• **WHAT YOU SHOULD DO**
What you return must match the records word for word.

· · ·

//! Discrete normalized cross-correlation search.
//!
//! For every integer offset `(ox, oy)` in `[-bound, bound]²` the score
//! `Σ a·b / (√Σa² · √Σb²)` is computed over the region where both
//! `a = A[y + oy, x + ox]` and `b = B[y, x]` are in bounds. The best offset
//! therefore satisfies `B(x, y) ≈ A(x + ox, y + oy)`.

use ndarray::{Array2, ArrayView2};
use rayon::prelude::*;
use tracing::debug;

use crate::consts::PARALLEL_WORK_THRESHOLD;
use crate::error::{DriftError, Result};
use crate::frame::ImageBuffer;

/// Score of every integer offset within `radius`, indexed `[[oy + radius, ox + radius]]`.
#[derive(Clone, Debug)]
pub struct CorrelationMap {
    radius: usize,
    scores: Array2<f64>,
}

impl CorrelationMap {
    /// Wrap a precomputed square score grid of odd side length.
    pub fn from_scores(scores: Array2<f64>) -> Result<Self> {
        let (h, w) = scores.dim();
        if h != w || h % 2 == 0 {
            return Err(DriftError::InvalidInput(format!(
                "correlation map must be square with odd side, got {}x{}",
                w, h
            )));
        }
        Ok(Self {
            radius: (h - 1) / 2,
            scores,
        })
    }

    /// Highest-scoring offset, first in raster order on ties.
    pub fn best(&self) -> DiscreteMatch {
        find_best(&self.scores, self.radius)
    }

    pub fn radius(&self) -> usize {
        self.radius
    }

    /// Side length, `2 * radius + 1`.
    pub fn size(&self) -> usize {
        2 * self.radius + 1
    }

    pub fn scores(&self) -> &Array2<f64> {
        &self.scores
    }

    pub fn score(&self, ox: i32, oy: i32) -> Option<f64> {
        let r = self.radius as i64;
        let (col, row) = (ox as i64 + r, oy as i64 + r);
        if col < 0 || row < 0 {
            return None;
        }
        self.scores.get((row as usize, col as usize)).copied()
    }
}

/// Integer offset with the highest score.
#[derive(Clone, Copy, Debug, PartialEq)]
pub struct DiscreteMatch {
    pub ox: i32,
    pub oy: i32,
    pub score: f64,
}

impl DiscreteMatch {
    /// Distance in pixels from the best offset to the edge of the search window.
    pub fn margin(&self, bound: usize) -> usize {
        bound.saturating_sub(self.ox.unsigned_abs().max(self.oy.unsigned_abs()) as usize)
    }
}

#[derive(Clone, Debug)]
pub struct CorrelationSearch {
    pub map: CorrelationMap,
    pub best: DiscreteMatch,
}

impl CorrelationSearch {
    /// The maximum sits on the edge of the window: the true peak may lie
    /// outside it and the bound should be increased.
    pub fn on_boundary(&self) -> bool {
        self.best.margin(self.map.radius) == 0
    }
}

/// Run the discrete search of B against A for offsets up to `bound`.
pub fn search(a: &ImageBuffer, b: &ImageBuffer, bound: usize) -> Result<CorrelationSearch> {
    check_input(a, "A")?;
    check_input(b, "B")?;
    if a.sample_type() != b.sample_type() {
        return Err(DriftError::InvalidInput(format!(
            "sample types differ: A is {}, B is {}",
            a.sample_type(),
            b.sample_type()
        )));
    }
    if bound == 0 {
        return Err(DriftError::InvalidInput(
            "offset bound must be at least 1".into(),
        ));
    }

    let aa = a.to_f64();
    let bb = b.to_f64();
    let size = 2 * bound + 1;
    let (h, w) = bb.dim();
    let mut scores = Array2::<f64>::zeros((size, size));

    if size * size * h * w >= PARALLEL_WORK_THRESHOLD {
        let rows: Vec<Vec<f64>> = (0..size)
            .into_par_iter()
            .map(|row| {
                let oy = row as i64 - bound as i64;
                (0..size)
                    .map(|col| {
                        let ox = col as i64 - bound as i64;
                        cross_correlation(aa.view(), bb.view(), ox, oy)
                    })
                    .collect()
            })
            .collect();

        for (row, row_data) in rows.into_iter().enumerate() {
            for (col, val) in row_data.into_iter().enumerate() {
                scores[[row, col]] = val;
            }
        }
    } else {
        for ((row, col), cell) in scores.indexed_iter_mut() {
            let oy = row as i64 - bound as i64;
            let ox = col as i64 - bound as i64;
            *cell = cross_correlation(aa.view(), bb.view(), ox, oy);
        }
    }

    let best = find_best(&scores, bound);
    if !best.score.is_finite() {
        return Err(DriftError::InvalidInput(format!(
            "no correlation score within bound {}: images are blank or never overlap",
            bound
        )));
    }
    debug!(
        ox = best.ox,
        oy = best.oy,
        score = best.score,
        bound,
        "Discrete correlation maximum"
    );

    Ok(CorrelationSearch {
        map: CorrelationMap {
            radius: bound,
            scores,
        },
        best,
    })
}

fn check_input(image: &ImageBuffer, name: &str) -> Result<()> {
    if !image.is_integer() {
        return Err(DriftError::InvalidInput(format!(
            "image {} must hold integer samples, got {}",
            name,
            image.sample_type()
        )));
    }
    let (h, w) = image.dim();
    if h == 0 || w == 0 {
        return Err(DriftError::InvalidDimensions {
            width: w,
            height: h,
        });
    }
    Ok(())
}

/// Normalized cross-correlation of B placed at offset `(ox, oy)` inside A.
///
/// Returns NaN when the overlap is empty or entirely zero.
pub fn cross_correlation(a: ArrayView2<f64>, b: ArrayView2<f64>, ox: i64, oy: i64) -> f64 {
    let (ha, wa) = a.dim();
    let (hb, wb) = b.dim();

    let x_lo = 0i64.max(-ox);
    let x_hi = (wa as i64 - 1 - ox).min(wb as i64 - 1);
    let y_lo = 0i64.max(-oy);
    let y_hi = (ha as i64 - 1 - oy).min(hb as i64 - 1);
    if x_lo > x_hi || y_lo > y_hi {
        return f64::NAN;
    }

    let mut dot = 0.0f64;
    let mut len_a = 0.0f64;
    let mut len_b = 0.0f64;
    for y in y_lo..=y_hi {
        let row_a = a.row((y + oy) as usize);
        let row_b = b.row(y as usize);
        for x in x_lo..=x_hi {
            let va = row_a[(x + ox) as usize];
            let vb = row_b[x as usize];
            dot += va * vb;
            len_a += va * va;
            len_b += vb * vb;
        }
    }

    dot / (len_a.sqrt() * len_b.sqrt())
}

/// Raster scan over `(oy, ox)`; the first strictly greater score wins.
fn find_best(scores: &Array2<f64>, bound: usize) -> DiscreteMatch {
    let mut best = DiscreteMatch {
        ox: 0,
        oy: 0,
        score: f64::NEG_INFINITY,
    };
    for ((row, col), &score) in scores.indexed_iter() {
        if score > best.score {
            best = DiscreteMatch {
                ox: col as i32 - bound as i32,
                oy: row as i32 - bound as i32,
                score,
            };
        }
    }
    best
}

· · ·

• **RESULT OF THE EXERCISE**
//! Discrete normalized cross-correlation search.
//!
//! For every integer offset `(ox, oy)` in `[-bound, bound]²` the score
//! `Σ a·b / (√Σa² · √Σb²)` is computed over the region where both
//! `a = A[y + oy, x + ox]` and `b = B[y, x]` are in bounds. The best offset
//! therefore satisfies `B(x, y) ≈ A(x + ox, y + oy)`.

use ndarray::{Array2, ArrayView2};
use rayon::prelude::*;
use tracing::debug;

use crate::consts::PARALLEL_WORK_THRESHOLD;
use crate::error::{DriftError, Result};
use crate::frame::ImageBuffer;

/// Score of every integer offset within `radius`, indexed `[[oy + radius, ox + radius]]`.
#[derive(Clone, Debug)]
pub struct CorrelationMap {
    radius: usize,
    scores: Array2<f64>,
}

impl CorrelationMap {
    /// Wrap a precomputed square score grid of odd side length.
    pub fn from_scores(scores: Array2<f64>) -> Result<Self> {
        let (h, w) = scores.dim();
        if h != w || h % 2 == 0 {
            return Err(DriftError::InvalidInput(format!(
                "correlation map must be square with odd side, got {}x{}",
                w, h
            )));
        }
        Ok(Self {
            radius: (h - 1) / 2,
            scores,
        })
    }

    /// Highest-scoring offset, first in raster order on ties.
    pub fn best(&self) -> DiscreteMatch {
        find_best(&self.scores, self.radius)
    }

    pub fn radius(&self) -> usize {
        self.radius
    }

    /// Side length, `2 * radius + 1`.
    pub fn size(&self) -> usize {
        2 * self.radius + 1
    }

    pub fn scores(&self) -> &Array2<f64> {
        &self.scores
    }

    pub fn score(&self, ox: i32, oy: i32) -> Option<f64> {
        let r = self.radius as i64;
        let (col, row) = (ox as i64 + r, oy as i64 + r);
        if col < 0 || row < 0 {
            return None;
        }
        self.scores.get((row as usize, col as usize)).copied()
    }
}

/// Integer offset with the highest score.
#[derive(Clone, Copy, Debug, PartialEq)]
pub struct DiscreteMatch {
    pub ox: i32,
    pub oy: i32,
    pub score: f64,
}

impl DiscreteMatch {
    /// Distance in pixels from the best offset to the edge of the search window.
    pub fn margin(&self, bound: usize) -> usize {
        bound.saturating_sub(self.ox.unsigned_abs().max(self.oy.unsigned_abs()) as usize)
    }
}

#[derive(Clone, Debug)]
pub struct CorrelationSearch {
    pub map: CorrelationMap,
    pub best: DiscreteMatch,
}

impl CorrelationSearch {
    /// The maximum sits on the edge of the window: the true peak may lie
    /// outside it and the bound should be increased.
    pub fn on_boundary(&self) -> bool {
        self.best.margin(self.map.radius) == 0
    }
}

/// Run the discrete search of B against A for offsets up to `bound`.
pub fn search(a: &ImageBuffer, b: &ImageBuffer, bound: usize) -> Result<CorrelationSearch> {
    check_input(a, "A")?;
    check_input(b, "B")?;
    if a.sample_type() != b.sample_type() {
        return Err(DriftError::InvalidInput(format!(
            "sample types differ: A is {}, B is {}",
            a.sample_type(),
            b.sample_type()
        )));
    }
    if bound == 0 {
        return Err(DriftError::InvalidInput(
            "offset bound must be at least 1".into(),
        ));
    }

    let aa = a.to_f64();
    let bb = b.to_f64();
    let size = 2 * bound + 1;
    let (h, w) = bb.dim();
    let mut scores = Array2::<f64>::zeros((size, size));

    if size * size * h * w >= PARALLEL_WORK_THRESHOLD {
        let rows: Vec<Vec<f64>> = (0..size)
            .into_par_iter()
            .map(|row| {
                let oy = row as i64 - bound as i64;
                (0..size)
                    .map(|col| {
                        let ox = col as i64 - bound as i64;
                        cross_correlation(aa.view(), bb.view(), ox, oy)
                    })
                    .collect()
            })
            .collect();

        for (row, row_data) in rows.into_iter().enumerate() {
            for (col, val) in row_data.into_iter().enumerate() {
                scores[[row, col]] = val;
            }
        }
    } else {
        for ((row, col), cell) in scores.indexed_iter_mut() {
            let oy = row as i64 - bound as i64;
            let ox = col as i64 - bound as i64;
            *cell = cross_correlation(aa.view(), bb.view(), ox, oy);
        }
    }

    let best = find_best(&scores, bound);
    if !best.score.is_finite() {
        return Err(DriftError::InvalidInput(format!(
            "no correlation score within bound {}: images are blank or never overlap",
            bound
        )));
    }
    debug!(
        ox = best.ox,
        oy = best.oy,
        score = best.score,
        bound,
        "Discrete correlation maximum"
    );

    Ok(CorrelationSearch {
        map: CorrelationMap {
            radius: bound,
            scores,
        },
        best,
    })
}

fn check_input(image: &ImageBuffer, name: &str) -> Result<()> {
    if !image.is_integer() {
        return Err(DriftError::InvalidInput(format!(
            "image {} must hold integer samples, got {}",
            name,
            image.sample_type()
        )));
    }
    let (h, w) = image.dim();
    if h == 0 || w == 0 {
        return Err(DriftError::InvalidDimensions {
            width: w,
            height: h,
        });
    }
    Ok(())
}

/// Normalized cross-correlation of B placed at offset `(ox, oy)` inside A.
///
/// Returns NaN when the overlap is empty or entirely zero.
pub fn cross_correlation(a: ArrayView2<f64>, b: ArrayView2<f64>, ox: i64, oy: i64) -> f64 {
    let (ha, wa) = a.dim();
    let (hb, wb) = b.dim();

    let x_lo = 0i64.max(-ox);
    let x_hi = (wa as i64 - 1 - ox).min(wb as i64 - 1);
    let y_lo = 0i64.max(-oy);
    let y_hi = (ha as i64 - 1 - oy).min(hb as i64 - 1);
    if x_lo > x_hi || y_lo > y_hi {
        return f64::NAN;
    }

    let mut dot = 0.0f64;
    let mut len_a = 0.0f64;
    let mut len_b = 0.0f64;
    for y in y_lo..=y_hi {
        let row_a = a.row((y + oy) as usize);
        let row_b = b.row(y as usize);
        for x in x_lo..=x_hi {
            let va = row_a[(x + ox) as usize];
            let vb = row_b[x as usize];
            dot += va * vb;
            len_a += va * va;
            len_b += vb * vb;
        }
    }

    dot / (len_a.sqrt() * len_b.sqrt())
}

/// Raster scan over `(oy, ox)`; the first strictly greater score wins.
fn find_best(scores: &Array2<f64>, bound: usize) -> DiscreteMatch {
    let mut best = DiscreteMatch {
        ox: 0,
        oy: 0,
        score: f64::NEG_INFINITY,
    };
    for ((row, col), &score) in scores.indexed_iter() {
        if score > best.score {
            best = DiscreteMatch {
                ox: col as i32 - bound as i32,
                oy: row as i32 - bound as i32,
                score,
            };
        }
    }
    best
}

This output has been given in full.